You are correct. US Military didn't have any bases in Mindanao prior to leaving in 1992. Now they have a proposed base in northern Mindanao under the new agreement, seems someone has made a point in getting a operational home base for some reason. So time will tell what is happening there.


----------



## Cebu Citizen (Dec 13, 2013)

Along these same lines...(I certainly do not want to do anything suicidal), but I have a long time friend in Cagayan de Oro, Mindanao who has invited me to his wedding on May 14th. I am scheduled to fly directly into CDO from Manila, they are picking me up at the airport, we are not leaving the confines of the city proper and the day after the wedding they are taking me back to the CDO airport for my flight back to Manila...

Does anyone here have an opinion one way or the other whether I should go or not in light of this most recent be-heading event?

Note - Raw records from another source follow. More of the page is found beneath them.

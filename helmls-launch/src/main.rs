//! helm-ls launcher
//!
//! Resolves the helm-ls executable (explicit setting, search path or a
//! verified download), wires up yaml-language-server, then runs
//! `helm_ls serve` on this process's stdio until it exits or Ctrl-C.
//!
//! Logs go to stderr; stdout belongs to the language server.
//!
//! The editor on the other end of stdio sends `initialize` itself, so the
//! resolved yaml-language-server command is not forwarded as initialization
//! options. helm-ls picks it up from the `helm-ls.yamlls.path` global setting
//! written during activation.

mod client;

use anyhow::Context;
use clap::Parser;
use std::path::PathBuf;
use std::sync::Arc;

use client::{DryRunClient, ProcessClient};
use helmls_core::{
    Acquirer, Activation, BinaryStore, ConfigurationStore, Database, ExecutableResolver,
    ExtensionsDir, LanguageClient, LayeredJsonConfig, LogNotifier, ProvisionSettings,
    SidecarConfigurator, StateStore, Workspace,
};

/// Resolve and launch the helm-ls language server.
#[derive(Parser, Debug)]
#[command(name = "helmls-launch", version, about)]
struct Cli {
    /// Workspace folder; its `.helm-ls/settings.json` is the workspace scope.
    #[arg(long)]
    workspace: Option<PathBuf>,

    /// Workspace folder; its `.helm-ls/settings.json` is the folder scope.
    #[arg(long)]
    folder: Option<PathBuf>,

    /// Active document; its enclosing chart becomes the working directory.
    #[arg(long)]
    document: Option<PathBuf>,

    /// Global settings file (default: user config dir).
    #[arg(long)]
    settings: Option<PathBuf>,

    /// Download cache directory (default: user data dir).
    #[arg(long)]
    cache_dir: Option<PathBuf>,

    /// Editor extensions directory searched for the bundled YAML server.
    #[arg(long)]
    extensions_dir: Option<PathBuf>,

    /// Resolve everything and print the launch spec instead of running it.
    #[arg(long)]
    dry_run: bool,
}

#[tokio::main]
async fn main() -> anyhow::Result<()> {
    tracing_subscriber::fmt()
        .with_writer(std::io::stderr)
        .with_env_filter(
            tracing_subscriber::EnvFilter::from_default_env()
                .add_directive("helmls=debug".parse()?)
                .add_directive(tracing::Level::INFO.into()),
        )
        .init();

    let cli = Cli::parse();
    tracing::info!("Starting helmls-launch v{}", helmls_core::VERSION);

    let db = Arc::new(Database::open()?);
    db.migrate()?;
    let settings = ProvisionSettings::load(&db);

    let settings_path = match cli.settings {
        Some(path) => path,
        None => LayeredJsonConfig::default_global_path()?,
    };
    let mut layered = LayeredJsonConfig::new(settings_path);
    if let Some(workspace) = &cli.workspace {
        layered = layered.with_workspace(workspace);
    }
    if let Some(folder) = &cli.folder {
        layered = layered.with_folder(folder);
    }
    let config: Arc<dyn ConfigurationStore> = Arc::new(layered);

    let store = BinaryStore::new(match cli.cache_dir {
        Some(dir) => dir,
        None => BinaryStore::default_root()?,
    });
    let acquirer = Acquirer::from_settings(&settings, store)?;
    let resolver = ExecutableResolver::new(config.clone(), acquirer, settings.version.clone());

    let process = Arc::new(ProcessClient::new());
    let client: Arc<dyn LanguageClient> = if cli.dry_run {
        Arc::new(DryRunClient)
    } else {
        process.clone()
    };

    let mut activation = Activation::new(resolver, Arc::new(LogNotifier), client).with_workspace(
        Workspace {
            folder: cli.workspace.clone(),
            active_document: cli.document.clone(),
        },
    );
    match cli.extensions_dir.or_else(ExtensionsDir::default_root) {
        Some(root) => {
            let state: Arc<dyn StateStore> = db.clone();
            activation = activation.with_sidecar(SidecarConfigurator::new(
                config.clone(),
                state,
                Arc::new(ExtensionsDir::new(root)),
            ));
        }
        None => tracing::warn!("No extensions directory, skipping yaml-language-server setup"),
    }

    let Some(spec) = activation.activate().await else {
        std::process::exit(1);
    };

    if cli.dry_run {
        println!("{}", serde_json::to_string_pretty(&spec)?);
        return Ok(());
    }

    let code = tokio::select! {
        status = process.wait() => {
            let status = status?;
            tracing::info!(%status, "helm-ls exited");
            status.code().unwrap_or(1)
        }
        signal = tokio::signal::ctrl_c() => {
            signal.context("Failed to listen for Ctrl-C")?;
            tracing::info!("Interrupted");
            130
        }
    };

    activation.deactivate().await?;
    std::process::exit(code);
}
//! Search-path probing for executables.
//!
//! Mirrors shell resolution: directories are tried in `PATH` order and, for
//! each directory, suffixes in `PATHEXT` order. A candidate matches when it
//! exists and is a regular file; whether it is executable is left to the
//! caller.

use std::path::{Path, PathBuf};
use tracing::debug;

/// Returns the PATH list separator for the given platform family.
#[inline]
fn path_separator(windows: bool) -> char {
    if windows {
        ';'
    } else {
        ':'
    }
}

/// An ordered set of directories and executable suffixes to search.
#[derive(Debug, Clone, PartialEq, Eq)]
pub struct SearchPath {
    dirs: Vec<PathBuf>,
    extensions: Vec<String>,
}

impl SearchPath {
    /// Builds a search path from the process environment.
    pub fn from_env() -> Self {
        let path_var = std::env::var("PATH").unwrap_or_default();
        let pathext = std::env::var("PATHEXT").ok();
        Self::parse(&path_var, pathext.as_deref(), cfg!(windows))
    }

    /// Parses raw `PATH` and `PATHEXT` values.
    ///
    /// Quotes are stripped from `PATH` and empty entries dropped. On Windows
    /// `PATHEXT` is split on `;` (an unset variable yields the bare name
    /// only); elsewhere the suffix list is always the single empty suffix.
    pub fn parse(path_var: &str, pathext: Option<&str>, windows: bool) -> Self {
        let dirs = path_var
            .replace('"', "")
            .split(path_separator(windows))
            .filter(|s| !s.is_empty())
            .map(PathBuf::from)
            .collect();

        let extensions = match pathext {
            Some(ext) if windows => ext.split(';').map(str::to_string).collect(),
            _ => vec![String::new()],
        };

        Self { dirs, extensions }
    }

    pub fn dirs(&self) -> &[PathBuf] {
        &self.dirs
    }

    /// Candidate paths in resolution order.
    pub fn candidates(&self, exe: &str) -> impl Iterator<Item = PathBuf> + '_ {
        let exe = exe.to_string();
        self.dirs.iter().flat_map(move |dir| {
            let exe = exe.clone();
            self.extensions
                .iter()
                .map(move |ext| dir.join(format!("{exe}{ext}")))
        })
    }

    /// Returns the first candidate that is an existing regular file.
    ///
    /// `None` is the expected outcome when the executable is not installed.
    pub async fn find(&self, exe: &str) -> Option<PathBuf> {
        for candidate in self.candidates(exe) {
            if is_regular_file(&candidate).await {
                debug!(path = %candidate.display(), "Found {} on search path", exe);
                return Some(candidate);
            }
        }
        debug!("{} not found on search path", exe);
        None
    }
}

/// Returns true when `path` exists and is a regular file.
pub(crate) async fn is_regular_file(path: &Path) -> bool {
    tokio::fs::metadata(path)
        .await
        .map(|m| m.is_file())
        .unwrap_or(false)
}
//! Database migrations for helm-ls.
//!
//! Simple migration system that tracks applied migrations and runs each only once.

use rusqlite::Connection;

/// SQL for the initial schema migration.
const MIGRATION_001_INITIAL: &str = r#"
-- Settings table (key-value store for settings and activation state)
CREATE TABLE IF NOT EXISTS settings (
    key TEXT PRIMARY KEY,
    value TEXT NOT NULL,
    updated_at INTEGER NOT NULL DEFAULT (unixepoch())
);
"#;

/// All migrations in order. Each is (name, sql).
const MIGRATIONS: &[(&str, &str)] = &[("001_initial", MIGRATION_001_INITIAL)];

/// Run all pending migrations.
///
/// Creates the migrations tracking table if needed, then applies any migrations
/// that haven't been run yet.
pub fn run_migrations(conn: &Connection) -> anyhow::Result<()> {
    conn.execute_batch(
        "CREATE TABLE IF NOT EXISTS migrations (
            id INTEGER PRIMARY KEY,
            name TEXT NOT NULL UNIQUE,
            applied_at INTEGER NOT NULL DEFAULT (unixepoch())
        );",
    )?;

    for (name, sql) in MIGRATIONS {
        let applied: bool = conn.query_row(
            "SELECT EXISTS(SELECT 1 FROM migrations WHERE name = ?)",
            [name],
            |row| row.get(0),
        )?;

        if !applied {
            tracing::info!(migration = %name, "Running migration");
            conn.execute_batch(sql)?;
            conn.execute("INSERT INTO migrations (name) VALUES (?)", [name])?;
            tracing::info!(migration = %name, "Migration complete");
        }
    }

    Ok(())
}
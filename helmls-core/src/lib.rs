//! helm-ls Core Library
//!
//! This crate locates, fetches and configures the language servers behind
//! the helm-ls editor integration. It includes:
//!
//! - Platform detection and release asset naming
//! - Search-path probing for installed executables
//! - A verified, version-gated download cache for the helm-ls binary
//! - Layered configuration with non-destructive write-back for the
//!   yaml-language-server command
//! - Database layer for settings and activation state
//! - The activation context that hands a launch spec to a language client

pub mod acquire;
pub mod activation;
pub mod config;
pub mod db;
pub mod downloader;
pub mod error;
pub mod platform;
pub mod probe;
pub mod release;
pub mod resolver;
pub mod sidecar;
pub mod store;
pub mod verify;

#[cfg(test)]
mod test_support;

// Re-exports for convenience
pub use acquire::Acquirer;
pub use activation::{
    find_chart_root, working_directory, Activation, LanguageClient, LaunchSpec, LogNotifier,
    Notifier, Workspace,
};
pub use config::{
    ConfigurationStore, Inspection, LayeredJsonConfig, MemoryConfig, ProvisionSettings,
    EXECUTABLE_PATH_KEY, SIDECAR_PATH_KEY,
};
pub use db::{Database, MemoryState, StateStore};
pub use downloader::{DownloadPolicy, Downloader, Fetch};
pub use error::{ProvisionError, Result};
pub use platform::{HostPlatform, PlatformInfo};
pub use probe::SearchPath;
pub use release::{ReleaseAsset, ReleaseSource, DEFAULT_VERSION, TOOL_NAME};
pub use resolver::{ExecutableResolver, ExecutableSource, ResolvedExecutable};
pub use sidecar::{
    ExtensionRegistry, ExtensionsDir, ManagedConfigState, SidecarCommand, SidecarConfigurator,
    SidecarOutcome,
};
pub use store::{BinaryStore, CacheRecord};

/// Library version
pub const VERSION: &str = env!("CARGO_PKG_VERSION");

I realize the real threat is much further south in Mindanao and my friend and his wife have told me it is perfectly safe in CDO, (as there are many foreigners living there)...but in the back of my mind...I wonder...(?)...

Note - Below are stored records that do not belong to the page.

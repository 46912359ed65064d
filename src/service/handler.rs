//! Opcode handlers (spec.md §4.8): business logic only. Wire construction
//! (header fields, TSIG signing, byte framing) lives in [`super::wire`] and
//! [`super::mod@super`]; these functions work with parsed requests and
//! return plain domain values for the listener to render.

use domain::base::iana::{Class, Rcode};
use domain::base::{Message, Name, ParsedName, Rtype};
use domain::rdata::{Aaaa, Cname, Mx, Ptr, Soa, Srv, Txt, A};

use crate::client::Client;
use crate::error::Error;
use crate::fqdn::{fqdn, validate_hostname};
use crate::rule::Rule;
use crate::upstream::{Transaction, Upstream};

/// What the query handler found for one question.
pub enum QueryOutcome {
    Soa(domain::base::Record<Name<Vec<u8>>, Soa<Name<Vec<u8>>>>),
    Rules(Vec<Rule>),
}

/// Answers one QUERY question (spec.md §4.8's query handler). SOA queries
/// are synthesized from the client's zone; everything else is a lookup
/// against the upstream driver. An empty non-SOA result is `NotFound`
/// (NXDOMAIN); an off-apex SOA query is `Internal` (SERVFAIL).
pub async fn handle_query(
    qname: &str,
    qtype: Rtype,
    client: &Client,
    upstream: &Upstream,
) -> Result<QueryOutcome, Error> {
    if qtype == Rtype::SOA {
        return soa_outcome(qname, client);
    }

    if !client.is_name_allowed(qname) {
        return Err(Error::auth(format!("{qname:?} is outside the client's zones")));
    }
    if !client.is_type_allowed(qtype) {
        return Err(Error::auth(format!("{qtype} is not an allowed type for this client")));
    }

    let pattern = Rule::pattern(qname.to_string(), qtype);
    let rules = upstream.query(&pattern).await?;
    rules_outcome(rules, qname, qtype)
}

fn soa_outcome(qname: &str, client: &Client) -> Result<QueryOutcome, Error> {
    let zone = client
        .zone_of(qname)
        .ok_or_else(|| Error::internal(format!("no zone configured for {qname:?}")))?;
    if fqdn(zone) != qname {
        return Err(Error::internal(format!(
            "soa query for {qname:?} is not the zone apex {zone:?}"
        )));
    }
    Ok(QueryOutcome::Soa(client.soa(qname)?))
}

fn rules_outcome(rules: Vec<Rule>, qname: &str, qtype: Rtype) -> Result<QueryOutcome, Error> {
    if rules.is_empty() {
        return Err(Error::not_found(format!("no rules match {qname:?} {qtype}")));
    }
    Ok(QueryOutcome::Rules(rules))
}

/// The pieces of an AXFR response (spec.md §4.8's transfer handler): a
/// leading and trailing SOA with pages of up to 64 RRs between them.
pub struct TransferPlan {
    pub soa: domain::base::Record<Name<Vec<u8>>, Soa<Name<Vec<u8>>>>,
    pub pages: Vec<Vec<Rule>>,
}

const PAGE_SIZE: usize = 64;

pub async fn handle_transfer(qname: &str, client: &Client, upstream: &Upstream) -> Result<TransferPlan, Error> {
    if !client.xfr_allowed {
        return Err(Error::auth("client is not allowed to transfer zones"));
    }

    let soa = client.soa(qname)?;

    let pattern = Rule::pattern(qname.to_string(), Rtype::AXFR);
    let rules = upstream.query(&pattern).await?;

    Ok(TransferPlan {
        soa,
        pages: page_rules(rules),
    })
}

fn page_rules(rules: Vec<Rule>) -> Vec<Vec<Rule>> {
    rules.chunks(PAGE_SIZE).map(|chunk| chunk.to_vec()).collect()
}

/// Applies an UPDATE's authority-section RRs to a fresh transaction and
/// commits once (spec.md §4.8's update handler, RFC 2136 §2.5 subset).
/// Prerequisite RRs (the answer section) are rejected outright with FORMERR
/// rather than silently ignored (resolved Open Question (b)). Any per-RR
/// failure aborts the whole batch with REFUSED (spec.md §7); a commit
/// failure after all RRs apply cleanly is SERVFAIL.
pub async fn handle_update(msg: &Message<Vec<u8>>, client: &Client, upstream: &Upstream) -> Result<(), Error> {
    if msg.header_counts().ancount() > 0 {
        return Err(Error::parse("prerequisite records are not supported").with_rcode(Rcode::FORMERR));
    }

    let mut tx = upstream.tx().await?;

    let authority = msg
        .authority()
        .map_err(|e| Error::parse(format!("malformed authority section: {e}")).with_rcode(Rcode::REFUSED))?;

    for rec in authority {
        let rec = rec.map_err(|e| Error::parse(format!("malformed update rr: {e}")).with_rcode(Rcode::REFUSED))?;
        apply_update_rr(rec, client, &mut tx).map_err(|e| e.with_rcode(Rcode::REFUSED))?;
    }

    tx.commit().await
}

/// Applies one authority-section RR to `tx` (spec.md §4.8's per-RR class
/// dispatch). Any error is fatal to the whole update; `handle_update` maps
/// it to REFUSED regardless of which check raised it.
fn apply_update_rr(
    rec: domain::base::ParsedRecord<Vec<u8>>,
    client: &Client,
    tx: &mut Transaction,
) -> Result<(), Error> {
    let owner = rec.owner().to_string();
    validate_hostname(&owner)?;
    if !client.is_name_allowed(&owner) {
        return Err(Error::auth(format!("{owner:?} is outside the client's zones")));
    }

    let rtype = rec.rtype();
    if rtype != Rtype::ANY && !client.is_type_allowed(rtype) {
        return Err(Error::auth(format!("{rtype} is not an allowed type for this client")));
    }

    let class = rec.class();

    if class == Class::ANY {
        let del_type = if rtype == Rtype::ANY { Rtype::NONE } else { rtype };
        tx.delete(&Rule::pattern(owner, del_type));
        return Ok(());
    }

    let rule = decode_update_rdata(&owner, rtype, rec)?;

    if class == Class::NONE {
        tx.delete(&rule);
    } else if class == Class::IN {
        if client.auto_delete {
            tx.delete(&Rule::pattern(owner, rtype));
        }
        tx.append(rule);
    } else {
        return Err(Error::auth(format!("unsupported update class: {class}")));
    }
    Ok(())
}

fn decode_update_rdata(owner: &str, rtype: Rtype, rec: domain::base::ParsedRecord<Vec<u8>>) -> Result<Rule, Error> {
    match rtype {
        Rtype::A => {
            let rec = rec
                .to_record::<A>()
                .map_err(|e| Error::parse(format!("malformed A rdata: {e}")))?
                .ok_or_else(|| Error::parse("A rdata did not match A rrtype"))?;
            Rule::new(owner, Rtype::A, &rec.data().addr().to_string())
        }
        Rtype::AAAA => {
            let rec = rec
                .to_record::<Aaaa>()
                .map_err(|e| Error::parse(format!("malformed AAAA rdata: {e}")))?
                .ok_or_else(|| Error::parse("AAAA rdata did not match AAAA rrtype"))?;
            Rule::new(owner, Rtype::AAAA, &rec.data().addr().to_string())
        }
        Rtype::CNAME => {
            let rec = rec
                .to_record::<Cname<ParsedName<Vec<u8>>>>()
                .map_err(|e| Error::parse(format!("malformed CNAME rdata: {e}")))?
                .ok_or_else(|| Error::parse("CNAME rdata did not match CNAME rrtype"))?;
            Rule::new(owner, Rtype::CNAME, &rec.data().cname().to_string())
        }
        Rtype::MX => {
            let rec = rec
                .to_record::<Mx<ParsedName<Vec<u8>>>>()
                .map_err(|e| Error::parse(format!("malformed MX rdata: {e}")))?
                .ok_or_else(|| Error::parse("MX rdata did not match MX rrtype"))?;
            let data = rec.data();
            Rule::new(owner, Rtype::MX, &format!("{} {}", data.preference(), data.exchange()))
        }
        Rtype::PTR => {
            let rec = rec
                .to_record::<Ptr<ParsedName<Vec<u8>>>>()
                .map_err(|e| Error::parse(format!("malformed PTR rdata: {e}")))?
                .ok_or_else(|| Error::parse("PTR rdata did not match PTR rrtype"))?;
            Rule::new(owner, Rtype::PTR, &rec.data().ptrdname().to_string())
        }
        Rtype::TXT => {
            let rec = rec
                .to_record::<Txt<Vec<u8>>>()
                .map_err(|e| Error::parse(format!("malformed TXT rdata: {e}")))?
                .ok_or_else(|| Error::parse("TXT rdata did not match TXT rrtype"))?;
            let bytes: Vec<u8> = rec.data().clone().into_iter().collect();
            Rule::new(owner, Rtype::TXT, &String::from_utf8_lossy(&bytes))
        }
        Rtype::SRV => {
            let rec = rec
                .to_record::<Srv<ParsedName<Vec<u8>>>>()
                .map_err(|e| Error::parse(format!("malformed SRV rdata: {e}")))?
                .ok_or_else(|| Error::parse("SRV rdata did not match SRV rrtype"))?;
            let data = rec.data();
            Rule::new(
                owner,
                Rtype::SRV,
                &format!("{} {} {} {}", data.priority(), data.weight(), data.port(), data.target()),
            )
        }
        other => Err(Error::parse(format!("unsupported update rrtype: {other}"))),
    }
}

#[cfg(test)]
mod tests {
    use super::*;
    use std::collections::HashSet;

    use crate::rule::store::RuleStore;
    use crate::upstream::adguard::Tx as AdGuardTx;

    fn client(zones: &[&str], types: &[Rtype], xfr_allowed: bool, auto_delete: bool) -> Client {
        Client {
            name: "key.example.".into(),
            secret: "a".repeat(32),
            zones: zones.iter().map(|z| z.to_string()).collect(),
            types: types.iter().copied().collect::<HashSet<_>>(),
            auto_delete,
            xfr_allowed,
        }
    }

    #[test]
    fn soa_query_off_apex_is_servfail() {
        let c = client(&[".example.com."], &[], false, false);
        let err = soa_outcome("host.example.com.", &c).unwrap_err();
        assert_eq!(err.rcode(), Rcode::SERVFAIL);
    }

    #[test]
    fn soa_query_at_apex_succeeds() {
        let c = client(&[".example.com."], &[], false, false);
        let outcome = soa_outcome("example.com.", &c).unwrap();
        assert!(matches!(outcome, QueryOutcome::Soa(_)));
    }

    #[test]
    fn empty_rules_is_nxdomain() {
        let err = rules_outcome(Vec::new(), "ads.example.com.", Rtype::A).unwrap_err();
        assert_eq!(err.rcode(), Rcode::NXDOMAIN);
    }

    #[test]
    fn nonempty_rules_are_returned() {
        let rules = vec![Rule::new("ads.example.com.", Rtype::A, "1.2.3.4").unwrap()];
        let outcome = rules_outcome(rules, "ads.example.com.", Rtype::A).unwrap();
        match outcome {
            QueryOutcome::Rules(r) => assert_eq!(r.len(), 1),
            _ => panic!("expected a Rules outcome"),
        }
    }

    #[test]
    fn transfer_pages_chunk_at_64() {
        let rules: Vec<Rule> = (0..130)
            .map(|i| Rule::new(format!("host{i}.example.com."), Rtype::A, "1.2.3.4").unwrap())
            .collect();
        let pages = page_rules(rules);
        assert_eq!(pages.len(), 3);
        assert_eq!(pages[0].len(), 64);
        assert_eq!(pages[1].len(), 64);
        assert_eq!(pages[2].len(), 2);
    }

    fn transaction() -> Transaction {
        let store = RuleStore::parse(&Vec::<String>::new()).unwrap();
        Transaction::AdGuard(AdGuardTx::for_test(store, false))
    }

    fn rules_of(tx: &Transaction) -> Vec<Rule> {
        match tx {
            Transaction::AdGuard(tx) => tx.rules_for_test(),
            Transaction::Cloudflare(_) => unreachable!("tests only build adguard-backed transactions"),
        }
    }

    fn encode_name(name: &str) -> Vec<u8> {
        let mut out = Vec::new();
        for label in name.trim_end_matches('.').split('.') {
            if label.is_empty() {
                continue;
            }
            out.push(label.len() as u8);
            out.extend_from_slice(label.as_bytes());
        }
        out.push(0);
        out
    }

    /// Hand-assembles a one-RR UPDATE authority section, the same way
    /// `service::mod::tests::query_message` builds a raw question rather than
    /// routing through a builder.
    fn authority_message(owner: &str, rtype: Rtype, class: Class, rdata: &[u8]) -> Message<Vec<u8>> {
        let mut raw = vec![0u8; 12];
        raw[4..6].copy_from_slice(&0u16.to_be_bytes()); // qdcount
        raw[8..10].copy_from_slice(&1u16.to_be_bytes()); // nscount

        raw.extend_from_slice(&encode_name(owner));
        raw.extend_from_slice(&u16::from(rtype).to_be_bytes());
        raw.extend_from_slice(&u16::from(class).to_be_bytes());
        raw.extend_from_slice(&0u32.to_be_bytes()); // ttl
        raw.extend_from_slice(&(rdata.len() as u16).to_be_bytes());
        raw.extend_from_slice(rdata);

        Message::from_octets(raw).unwrap()
    }

    fn sole_authority_rr(message: &Message<Vec<u8>>) -> domain::base::ParsedRecord<Vec<u8>> {
        message.authority().unwrap().next().unwrap().unwrap()
    }

    #[test]
    fn class_any_deletes_whole_rrset() {
        let c = client(&[".example.com."], &[], false, false);
        let mut tx = transaction();
        tx.append(Rule::new("host.example.com.", Rtype::A, "1.2.3.4").unwrap());
        tx.append(Rule::new("host.example.com.", Rtype::A, "5.6.7.8").unwrap());

        let message = authority_message("host.example.com.", Rtype::A, Class::ANY, &[]);
        apply_update_rr(sole_authority_rr(&message), &c, &mut tx).unwrap();

        assert!(rules_of(&tx).is_empty());
    }

    #[test]
    fn class_none_deletes_only_the_matching_value() {
        let c = client(&[".example.com."], &[], false, false);
        let mut tx = transaction();
        tx.append(Rule::new("host.example.com.", Rtype::A, "1.2.3.4").unwrap());
        tx.append(Rule::new("host.example.com.", Rtype::A, "5.6.7.8").unwrap());

        let message = authority_message("host.example.com.", Rtype::A, Class::NONE, &[1, 2, 3, 4]);
        apply_update_rr(sole_authority_rr(&message), &c, &mut tx).unwrap();

        let remaining = rules_of(&tx);
        assert_eq!(remaining.len(), 1);
        assert_eq!(remaining[0].value_str, "5.6.7.8");
    }

    #[test]
    fn class_in_appends_without_auto_delete() {
        let c = client(&[".example.com."], &[], false, false);
        let mut tx = transaction();
        tx.append(Rule::new("host.example.com.", Rtype::A, "1.2.3.4").unwrap());

        let message = authority_message("host.example.com.", Rtype::A, Class::IN, &[5, 6, 7, 8]);
        apply_update_rr(sole_authority_rr(&message), &c, &mut tx).unwrap();

        assert_eq!(rules_of(&tx).len(), 2);
    }

    #[test]
    fn class_in_with_auto_delete_replaces_the_rrset() {
        let c = client(&[".example.com."], &[], false, true);
        let mut tx = transaction();
        tx.append(Rule::new("host.example.com.", Rtype::A, "1.2.3.4").unwrap());

        let message = authority_message("host.example.com.", Rtype::A, Class::IN, &[5, 6, 7, 8]);
        apply_update_rr(sole_authority_rr(&message), &c, &mut tx).unwrap();

        let remaining = rules_of(&tx);
        assert_eq!(remaining.len(), 1);
        assert_eq!(remaining[0].value_str, "5.6.7.8");
    }

    #[test]
    fn unsupported_class_is_rejected() {
        let c = client(&[".example.com."], &[], false, false);
        let mut tx = transaction();

        let message = authority_message("host.example.com.", Rtype::A, Class::CH, &[5, 6, 7, 8]);
        let err = apply_update_rr(sole_authority_rr(&message), &c, &mut tx).unwrap_err();
        assert_eq!(err.rcode(), Rcode::REFUSED);
    }
}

Personally I think I will be fine for the two day event being inside the confines of the city and constantly surrounded by people I personally know but I am curious what comments might be offered from this forum.


----------



## Gary D (Oct 28, 2013)

Cebu Citizen said:


> Along these same lines...(I certainly do not want to do anything suicidal), but I have a long time friend in Cagayan de Oro, Mindanao who has invited me to his wedding on May 14th. I am scheduled to fly directly into CDO from Manila, they are picking me up at the airport, we are not leaving the confines of the city proper and the day after the wedding they are taking me back to the CDO airport for my flight back to Manila...
> 
> Does anyone here have an opinion one way or the other whether I should go or not in light of this most recent be-heading event? I realize the real threat is much further south in Mindanao and my friend and his wife have told me it is perfectly safe in CDO, (as there are many foreigners living there)...but in the back of my mind...I wonder...(?)...
> 
> Personally I think I will be fine for the two day event being inside the confines of the city and constantly surrounded by people I personally know but I am curious what comments might be offered from this forum.


There were 8 members of a family shot in the US this week, do you think it's safe for me to travel to the US.


----------



## Asian Spirit (Mar 1, 2010)

*Travel Safety*



Cebu Citizen said:


> Along these same lines...(I certainly do not want to do anything suicidal), but I have a long time friend in Cagayan de Oro, Mindanao who has invited me to his wedding on May 14th. I am scheduled to fly directly into CDO from Manila, they are picking me up at the airport, we are not leaving the confines of the city proper and the day after the wedding they are taking me back to the CDO airport for my flight back to Manila...
> 
> Does anyone here have an opinion one way or the other whether I should go or not in light of this most recent be-heading event? I realize the real threat is much further south in Mindanao and my friend and his wife have told me it is perfectly safe in CDO, (as there are many foreigners living there)...but in the back of my mind...I wonder...(?)...
> 
> Personally I think I will be fine for the two day event being inside the confines of the city and constantly surrounded by people I personally know but I am curious what comments might be offered from this forum.


Although I've lived in country many years I have never been to Mindanao at any time.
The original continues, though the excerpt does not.